In the data below, which lines contain "struct"? List them by copying each one.

■ **The data**
********************

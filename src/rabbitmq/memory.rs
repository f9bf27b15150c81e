//! In-process broker.
//!
//! Implements the transport traits with the subset of broker behaviour the
//! substrate depends on: exchanges (direct, fanout, topic, headers), queues
//! with auto-delete and exclusive ownership, per-message expiration,
//! dead-letter routing, `mandatory` returns, publisher confirms and the
//! channel-closing 406 on inequivalent exchange redeclaration. Test hooks can
//! drop every connection or refuse the next connects.

use std::collections::{HashMap, VecDeque};
use std::sync::{Arc, Mutex, MutexGuard};
use std::time::Duration;

use async_trait::async_trait;
use tokio::sync::mpsc;
use tracing::{debug, trace};
use uuid::Uuid;

use super::errors::{RabbitMQError, Result};
use super::transport::{
    AmqpChannel, AmqpConnector, BrokerSession, ChannelEvent, DeclaredQueue, DeliverySink,
    ExchangeAlgorithm, ExchangeOptions, PublishProperties, QueueOptions, RawDelivery,
    ReturnedMessage,
};

const NO_ROUTE: u16 = 312;

#[derive(Debug, Clone)]
struct StoredMessage {
    id: u64,
    exchange: String,
    routing_key: String,
    body: Vec<u8>,
    properties: PublishProperties,
}

struct Binding {
    queue: String,
    routing_key: String,
}

struct MemExchange {
    algorithm: ExchangeAlgorithm,
    options: ExchangeOptions,
    bindings: Vec<Binding>,
}

struct MemConsumer {
    tag: String,
    connection: u64,
    sink: DeliverySink,
}

struct MemQueue {
    options: QueueOptions,
    owner: u64,
    messages: VecDeque<StoredMessage>,
    consumers: Vec<MemConsumer>,
    cursor: usize,
    had_consumer: bool,
}

struct MemConnection {
    events: mpsc::UnboundedSender<ChannelEvent>,
    unacked: HashMap<u64, (String, StoredMessage)>,
}

/// Expiry timer to arm once the state lock is released.
struct Expiry {
    queue: String,
    message: u64,
    after: Duration,
}

#[derive(Default)]
struct BrokerState {
    exchanges: HashMap<String, MemExchange>,
    queues: HashMap<String, MemQueue>,
    connections: HashMap<u64, MemConnection>,
    next_id: u64,
    refuse_connects: u32,
    connects: u64,
}
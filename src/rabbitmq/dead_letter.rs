use std::collections::VecDeque;
use std::sync::Mutex;

use tracing::{debug, warn};

use super::client::BrokerClient;
use super::consumer::{Acker, QueueMessage};
use super::publisher::Outbound;
use super::transport::ReturnedMessage;
use crate::message::timeout_body;

pub const BAD_QUEUE_CAPACITY: usize = 100;

/// Routing keys that recently came back unroutable.
///
/// Bounded with FIFO eviction. Advisory only.
pub struct BadQueueSet {
    keys: Mutex<VecDeque<String>>,
    capacity: usize,
}

impl Default for BadQueueSet {
    fn default() -> Self {
        Self::with_capacity(BAD_QUEUE_CAPACITY)
    }
}

impl BadQueueSet {
    pub fn with_capacity(capacity: usize) -> Self {
        Self {
            keys: Mutex::new(VecDeque::with_capacity(capacity)),
            capacity,
        }
    }

    fn lock(&self) -> std::sync::MutexGuard<'_, VecDeque<String>> {
        self.keys.lock().unwrap_or_else(|poisoned| poisoned.into_inner())
    }

    pub fn record(&self, key: &str) {
        if key.is_empty() || self.capacity == 0 {
            return;
        }
        let mut keys = self.lock();
        if keys.iter().any(|k| k == key) {
            return;
        }
        while keys.len() >= self.capacity {
            keys.pop_front();
        }
        keys.push_back(key.to_string());
    }

    pub fn remove(&self, key: &str) {
        self.lock().retain(|k| k != key);
    }

    pub fn contains(&self, key: &str) -> bool {
        self.lock().iter().any(|k| k == key)
    }

    pub fn len(&self) -> usize {
        self.lock().len()
    }

    pub fn is_empty(&self) -> bool {
        self.lock().is_empty()
    }

    pub fn snapshot(&self) -> Vec<String> {
        self.lock().iter().cloned().collect()
    }
}

impl BrokerClient {
    /// Consumer of the dead-letter exchange. Only the instance owning the
    /// `reply_to` queue answers; everybody else just logs.
    pub(crate) async fn on_dead_letter(&self, message: QueueMessage, acker: Acker) {
        if let Err(e) = acker.ack(true).await {
            warn!(error = %e, "Failed to ack dead letter");
        }
        let options = &message.options;
        let Some(reply_to) = options.reply_to.as_deref() else {
            debug!(routing_key = %options.routing_key, "Dead letter without reply_to, dropping");
            return;
        };

        if self.is_my_queue(reply_to) {
            warn!(
                correlation_id = ?options.correlation_id,
                reply_to,
                routing_key = %options.routing_key,
                "Message expired, sending timeout"
            );
            self.send_timeout(reply_to, options.correlation_id.clone(), &message.body)
                .await;
        } else {
            debug!(
                correlation_id = ?options.correlation_id,
                reply_to,
                "Dead letter belongs to another instance"
            );
        }
    }

    /// A `mandatory` publish found no queue. The caller, if any, gets a
    /// timeout right away.
    pub(crate) async fn on_returned_message(&self, returned: ReturnedMessage) {
        self.inner.bad_queues.record(&returned.routing_key);
        let reply_to = returned.reply_to.filter(|r| !r.is_empty());
        let Some(reply_to) = reply_to else {
            debug!(
                exchange = %returned.exchange,
                routing_key = %returned.routing_key,
                reply_code = returned.reply_code,
                "Message returned as unroutable"
            );
            return;
        };
        warn!(
            exchange = %returned.exchange,
            routing_key = %returned.routing_key,
            correlation_id = ?returned.correlation_id,
            reply_to = %reply_to,
            "Message returned as unroutable, sending timeout"
        );
        let body = String::from_utf8_lossy(&returned.body);
        self.send_timeout(&reply_to, returned.correlation_id, &body).await;
    }

    async fn send_timeout(&self, reply_to: &str, correlation_id: Option<String>, body: &str) {
        let expiration = self.inner.config.timeout_reply_expiration_ms as i64;
        let mut outbound = Outbound::to_queue(reply_to, timeout_body(body)).with_expiration(expiration);
        if let Some(correlation_id) = correlation_id {
            outbound = outbound.with_correlation_id(correlation_id);
        }
        if let Err(e) = self.send(outbound).await {
            warn!(reply_to, error = %e, "Failed to send timeout reply");
        }
    }
}

#[cfg(test)]
mod tests {
    use super::*;

    #[test]
    fn keeps_the_most_recent_keys() {
        let set = BadQueueSet::default();
        for i in 0..150 {
            set.record(&format!("queue-{}", i));
            assert!(set.len() <= BAD_QUEUE_CAPACITY);
        }
        assert_eq!(set.len(), BAD_QUEUE_CAPACITY);
        assert!(!set.contains("queue-49"));
        for i in 50..150 {
            assert!(set.contains(&format!("queue-{}", i)));
        }
        assert_eq!(set.snapshot().first().map(String::as_str), Some("queue-50"));
    }

    #[test]
    fn duplicates_and_removals() {
        let set = BadQueueSet::with_capacity(2);
        set.record("a");
        set.record("a");
        assert_eq!(set.len(), 1);
        set.record("b");
        set.record("c");
        assert_eq!(set.snapshot(), vec!["b".to_string(), "c".to_string()]);
        set.remove("b");
        assert!(!set.contains("b"));
        set.record("");
        assert_eq!(set.len(), 1);
    }
}
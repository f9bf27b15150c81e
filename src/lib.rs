//! Reliable messaging over an AMQP broker: one supervised connection,
//! request/reply with broker-enforced timeouts through a dead-letter
//! exchange, and a fan-out control plane for cluster-wide commands.

pub mod config;
pub mod env;
pub mod message;
pub mod rabbitmq;

pub use config::BrokerConfig;
pub use message::{Payload, Reply};
pub use rabbitmq::{BrokerClient, Outbound, RabbitMQError};
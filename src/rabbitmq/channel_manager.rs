use std::sync::atomic::{AtomicU64, Ordering};
use std::sync::Arc;

use tokio::sync::Mutex;
use tracing::{debug, trace};

use super::errors::{RabbitMQError, Result};
use super::transport::{
    AmqpChannel, DeclaredQueue, DeliverySink, ExchangeAlgorithm, ExchangeOptions,
    PublishProperties, QueueOptions,
};

struct ActiveChannel {
    generation: u64,
    channel: Arc<dyn AmqpChannel>,
}

/// Owns the one broker channel of a client.
///
/// Every operation holds the lock for its whole duration, so at most one
/// broker call is in flight on the channel at a time. Each installed channel
/// gets a new generation; acks carrying an older generation are dropped since
/// their delivery tags are meaningless on the new channel.
pub struct ChannelManager {
    channel: Mutex<Option<ActiveChannel>>,
    generation: AtomicU64,
}

impl Default for ChannelManager {
    fn default() -> Self {
        Self::new()
    }
}

impl ChannelManager {
    pub fn new() -> Self {
        Self {
            channel: Mutex::new(None),
            generation: AtomicU64::new(0),
        }
    }

    /// Installs a fresh channel and returns its generation.
    pub async fn install(&self, channel: Arc<dyn AmqpChannel>) -> u64 {
        let generation = self.generation.fetch_add(1, Ordering::SeqCst) + 1;
        let mut guard = self.channel.lock().await;
        *guard = Some(ActiveChannel {
            generation,
            channel,
        });
        debug!(generation, "Installed broker channel");
        generation
    }

    /// Removes the channel if it still belongs to `generation`.
    pub async fn clear(&self, generation: u64) -> bool {
        let mut guard = self.channel.lock().await;
        match &*guard {
            Some(active) if active.generation == generation => {
                *guard = None;
                true
            }
            _ => false,
        }
    }

    /// Removes whatever channel is installed.
    pub async fn take(&self) -> Option<Arc<dyn AmqpChannel>> {
        self.channel.lock().await.take().map(|active| active.channel)
    }

    pub fn generation(&self) -> u64 {
        self.generation.load(Ordering::SeqCst)
    }

    pub async fn is_active(&self) -> bool {
        self.channel.lock().await.is_some()
    }

    pub async fn queue_declare(&self, queue: &str, options: &QueueOptions) -> Result<DeclaredQueue> {
        let guard = self.channel.lock().await;
        let active = require(&guard)?;
        active.channel.queue_declare(queue, options).await
    }

    pub async fn exchange_declare(
        &self,
        exchange: &str,
        algorithm: ExchangeAlgorithm,
        options: &ExchangeOptions,
    ) -> Result<()> {
        let guard = self.channel.lock().await;
        let active = require(&guard)?;
        active.channel.exchange_declare(exchange, algorithm, options).await
    }

    pub async fn queue_bind(&self, queue: &str, exchange: &str, routing_key: &str) -> Result<()> {
        let guard = self.channel.lock().await;
        let active = require(&guard)?;
        active.channel.queue_bind(queue, exchange, routing_key).await
    }

    pub async fn queue_unbind(&self, queue: &str, exchange: &str, routing_key: &str) -> Result<()> {
        let guard = self.channel.lock().await;
        let active = require(&guard)?;
        active.channel.queue_unbind(queue, exchange, routing_key).await
    }

    /// Starts a consumer and reports the generation it is bound to.
    pub async fn basic_consume(&self, queue: &str, consumer_tag: &str, sink: DeliverySink) -> Result<u64> {
        let guard = self.channel.lock().await;
        let active = require(&guard)?;
        active.channel.basic_consume(queue, consumer_tag, sink).await?;
        Ok(active.generation)
    }

    pub async fn basic_cancel(&self, consumer_tag: &str) -> Result<()> {
        let guard = self.channel.lock().await;
        let active = require(&guard)?;
        active.channel.basic_cancel(consumer_tag).await
    }

    pub async fn basic_publish(
        &self,
        exchange: &str,
        routing_key: &str,
        body: &[u8],
        properties: &PublishProperties,
        wait_for_confirm: bool,
    ) -> Result<()> {
        let guard = self.channel.lock().await;
        let active = require(&guard)?;
        active
            .channel
            .basic_publish(exchange, routing_key, body, properties, wait_for_confirm)
            .await
    }

    pub async fn basic_ack(&self, generation: u64, delivery_tag: u64) -> Result<()> {
        let guard = self.channel.lock().await;
        match &*guard {
            Some(active) if active.generation == generation => active.channel.basic_ack(delivery_tag).await,
            _ => {
                trace!(generation, delivery_tag, "Skipping ack for a stale channel");
                Ok(())
            }
        }
    }

    pub async fn basic_nack(&self, generation: u64, delivery_tag: u64, requeue: bool) -> Result<()> {
        let guard = self.channel.lock().await;
        match &*guard {
            Some(active) if active.generation == generation => {
                active.channel.basic_nack(delivery_tag, requeue).await
            }
            _ => {
                trace!(generation, delivery_tag, "Skipping nack for a stale channel");
                Ok(())
            }
        }
    }
}

fn require(active: &Option<ActiveChannel>) -> Result<&ActiveChannel> {
    active
        .as_ref()
        .ok_or_else(|| RabbitMQError::NotConnected("no open channel".to_string()))
}
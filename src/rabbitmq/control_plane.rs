//! Cluster-wide control commands.
//!
//! Every instance binds its own queue to the fan-out [`OF_EXCHANGE`] and acts
//! on what it receives through a [`ControlPlaneHost`]. The log exchange
//! carries nothing actionable; attaching to it marks the instance
//! log-broadcast ready.

use std::sync::Arc;

use async_trait::async_trait;
use chrono::{DateTime, SecondsFormat, Utc};
use serde_json::{Map, Value};
use tracing::{debug, error, info, trace, warn};

use super::client::BrokerClient;
use super::consumer::{Acker, QueueMessage};
use super::errors::Result;
use super::publisher::Outbound;
use crate::message::Payload;

pub const OF_EXCHANGE: &str = "openflow";
pub const OF_LOG_EXCHANGE: &str = "openflow_logs";

#[derive(Debug, Clone, PartialEq)]
pub enum ControlCommand {
    /// Evict one key, or the whole cache when `key` is `None`.
    ClearCache { key: Option<String> },
    /// Without `last_run` this asks whoever knows the last run to repeat it.
    Housekeeping { last_run: Option<DateTime<Utc>> },
    HeapDump,
    Shutdown,
    DumpWebsocketClients,
    /// `message` is the whole command object.
    NotifyWebsocketClients { message: Value },
    KillWebsocketClient { id: String },
    Unknown(String),
}

fn non_empty_str(map: &Map<String, Value>, field: &str) -> Option<String> {
    map.get(field)
        .and_then(Value::as_str)
        .filter(|value| !value.is_empty())
        .map(str::to_string)
}

impl ControlCommand {
    /// Parses a wire body. `None` for anything that is not a JSON object.
    pub fn parse(body: &str) -> Option<ControlCommand> {
        let value: Value = serde_json::from_str(body).ok()?;
        let Value::Object(map) = &value else {
            return None;
        };
        let name = map.get("command").and_then(Value::as_str).unwrap_or_default();
        let command = match name {
            "clearcache" => ControlCommand::ClearCache {
                key: non_empty_str(map, "key"),
            },
            "housekeeping" => ControlCommand::Housekeeping {
                last_run: non_empty_str(map, "lastrun").and_then(|raw| {
                    DateTime::parse_from_rfc3339(&raw)
                        .map(|at| at.with_timezone(&Utc))
                        .map_err(|e| debug!(lastrun = %raw, error = %e, "Ignoring malformed lastrun"))
                        .ok()
                }),
            },
            "heapdump" => ControlCommand::HeapDump,
            "shutdown" => ControlCommand::Shutdown,
            "dumpwebsocketclients" => ControlCommand::DumpWebsocketClients,
            "notifywebsocketclients" => ControlCommand::NotifyWebsocketClients {
                message: value.clone(),
            },
            "killwebsocketclient" => match non_empty_str(map, "id") {
                Some(id) => ControlCommand::KillWebsocketClient { id },
                None => ControlCommand::Unknown(name.to_string()),
            },
            other => ControlCommand::Unknown(other.to_string()),
        };
        Some(command)
    }

    pub fn name(&self) -> &str {
        match self {
            ControlCommand::ClearCache { .. } => "clearcache",
            ControlCommand::Housekeeping { .. } => "housekeeping",
            ControlCommand::HeapDump => "heapdump",
            ControlCommand::Shutdown => "shutdown",
            ControlCommand::DumpWebsocketClients => "dumpwebsocketclients",
            ControlCommand::NotifyWebsocketClients { .. } => "notifywebsocketclients",
            ControlCommand::KillWebsocketClient { .. } => "killwebsocketclient",
            ControlCommand::Unknown(name) => name,
        }
    }

    pub fn to_json(&self) -> Value {
        let mut map = match self {
            ControlCommand::NotifyWebsocketClients {
                message: Value::Object(map),
            } => map.clone(),
            _ => Map::new(),
        };
        map.insert("command".to_string(), Value::String(self.name().to_string()));
        match self {
            ControlCommand::ClearCache { key: Some(key) } => {
                map.insert("key".to_string(), Value::String(key.clone()));
            }
            ControlCommand::Housekeeping { last_run: Some(at) } => {
                map.insert(
                    "lastrun".to_string(),
                    Value::String(at.to_rfc3339_opts(SecondsFormat::Millis, true)),
                );
            }
            ControlCommand::KillWebsocketClient { id } => {
                map.insert("id".to_string(), Value::String(id.clone()));
            }
            _ => {}
        }
        Value::Object(map)
    }
}

/// A front-door connection held by this process.
#[async_trait]
pub trait FrontDoorClient: Send + Sync {
    fn id(&self) -> &str;

    fn describe(&self) -> String {
        self.id().to_string()
    }

    async fn notify(&self, message: &Value);

    async fn close(&self);
}

/// Process-local collaborators the control commands act on.
#[async_trait]
pub trait ControlPlaneHost: Send + Sync {
    async fn clear_cache(&self, _reason: &str) {}

    async fn delete_cache_key(&self, _key: &str) {}

    fn last_housekeeping(&self) -> Option<DateTime<Utc>> {
        None
    }

    fn set_last_housekeeping(&self, _at: DateTime<Utc>) {}

    async fn heap_dump(&self) -> anyhow::Result<()> {
        Ok(())
    }

    /// Orderly shutdown of storage and telemetry.
    async fn shutdown(&self) -> anyhow::Result<()> {
        Ok(())
    }

    fn exit(&self, code: i32) {
        std::process::exit(code)
    }

    fn clients(&self) -> Vec<Arc<dyn FrontDoorClient>> {
        Vec::new()
    }
}

/// Ignores every command. Exits still end the process.
#[derive(Debug, Default, Clone, Copy)]
pub struct NoopControlHost;

impl ControlPlaneHost for NoopControlHost {}

impl BrokerClient {
    /// Publishes `command` to every instance, this one included.
    pub async fn broadcast(&self, command: &ControlCommand) -> Result<()> {
        let outbound = Outbound::to_exchange(OF_EXCHANGE, "", Payload::Json(command.to_json()))
            .with_expiration(self.inner.config.control_expiration_ms as i64);
        self.send(outbound).await
    }

    pub(crate) async fn on_control_message(&self, message: QueueMessage, acker: Acker) {
        if let Err(e) = acker.ack(true).await {
            warn!(error = %e, "Failed to ack control message");
        }
        match ControlCommand::parse(&message.body) {
            Some(command) => {
                debug!(exchange = %message.options.exchange_name, command = command.name(), "Received command");
                self.dispatch_control(command).await;
            }
            None => trace!(body = %message.body, "Received non-command control message"),
        }
    }

    /// Runs one control command against the host.
    pub async fn dispatch_control(&self, command: ControlCommand) {
        let host = &self.inner.host;
        match command {
            ControlCommand::ClearCache { key: None } => host.clear_cache("amqp broadcast").await,
            ControlCommand::ClearCache { key: Some(key) } => host.delete_cache_key(&key).await,
            ControlCommand::Housekeeping { last_run: Some(at) } => {
                debug!(lastrun = %at, "Housekeeping ran elsewhere");
                host.set_last_housekeeping(at);
            }
            ControlCommand::Housekeeping { last_run: None } => {
                if let Some(at) = host.last_housekeeping() {
                    let answer = ControlCommand::Housekeeping { last_run: Some(at) };
                    if let Err(e) = self.broadcast(&answer).await {
                        warn!(error = %e, "Failed to broadcast last housekeeping");
                    }
                }
            }
            ControlCommand::HeapDump => {
                if let Err(e) = host.heap_dump().await {
                    error!(error = %e, "Heap dump failed");
                }
            }
            ControlCommand::Shutdown => self.run_shutdown_command().await,
            ControlCommand::DumpWebsocketClients => {
                let clients = host.clients();
                info!(count = clients.len(), "Front door clients");
                for client in clients {
                    info!(client = %client.describe(), "Front door client");
                }
            }
            ControlCommand::NotifyWebsocketClients { message } => {
                for client in host.clients() {
                    client.notify(&message).await;
                }
            }
            ControlCommand::KillWebsocketClient { id } => {
                for client in host.clients().iter().rev() {
                    if client.id() == id {
                        warn!(client = %id, "Killing front door client");
                        client.close().await;
                    }
                }
            }
            ControlCommand::Unknown(name) => {
                error!(command = %name, "[OF] Received unknown command");
            }
        }
    }

    async fn run_shutdown_command(&self) {
        let host = Arc::clone(&self.inner.host);
        let grace = self.inner.config.shutdown_grace();
        let fallback = Arc::clone(&host);
        tokio::spawn(async move {
            tokio::time::sleep(grace).await;
            warn!("Orderly shutdown did not finish in time, forcing exit");
            fallback.exit(0);
        });

        info!("Shutdown requested over control exchange");
        match host.shutdown().await {
            Ok(()) => host.exit(0),
            Err(e) => {
                error!(error = %e, "Orderly shutdown failed");
                host.exit(404);
            }
        }
    }
}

********************

■ **Answer section**
struct StoredMessage {
struct Binding {
struct MemExchange {
struct MemConsumer {
struct MemQueue {
struct MemConnection {
struct Expiry {
struct BrokerState {
pub struct BadQueueSet {
struct ActiveChannel {
pub struct ChannelManager {
pub struct NoopControlHost;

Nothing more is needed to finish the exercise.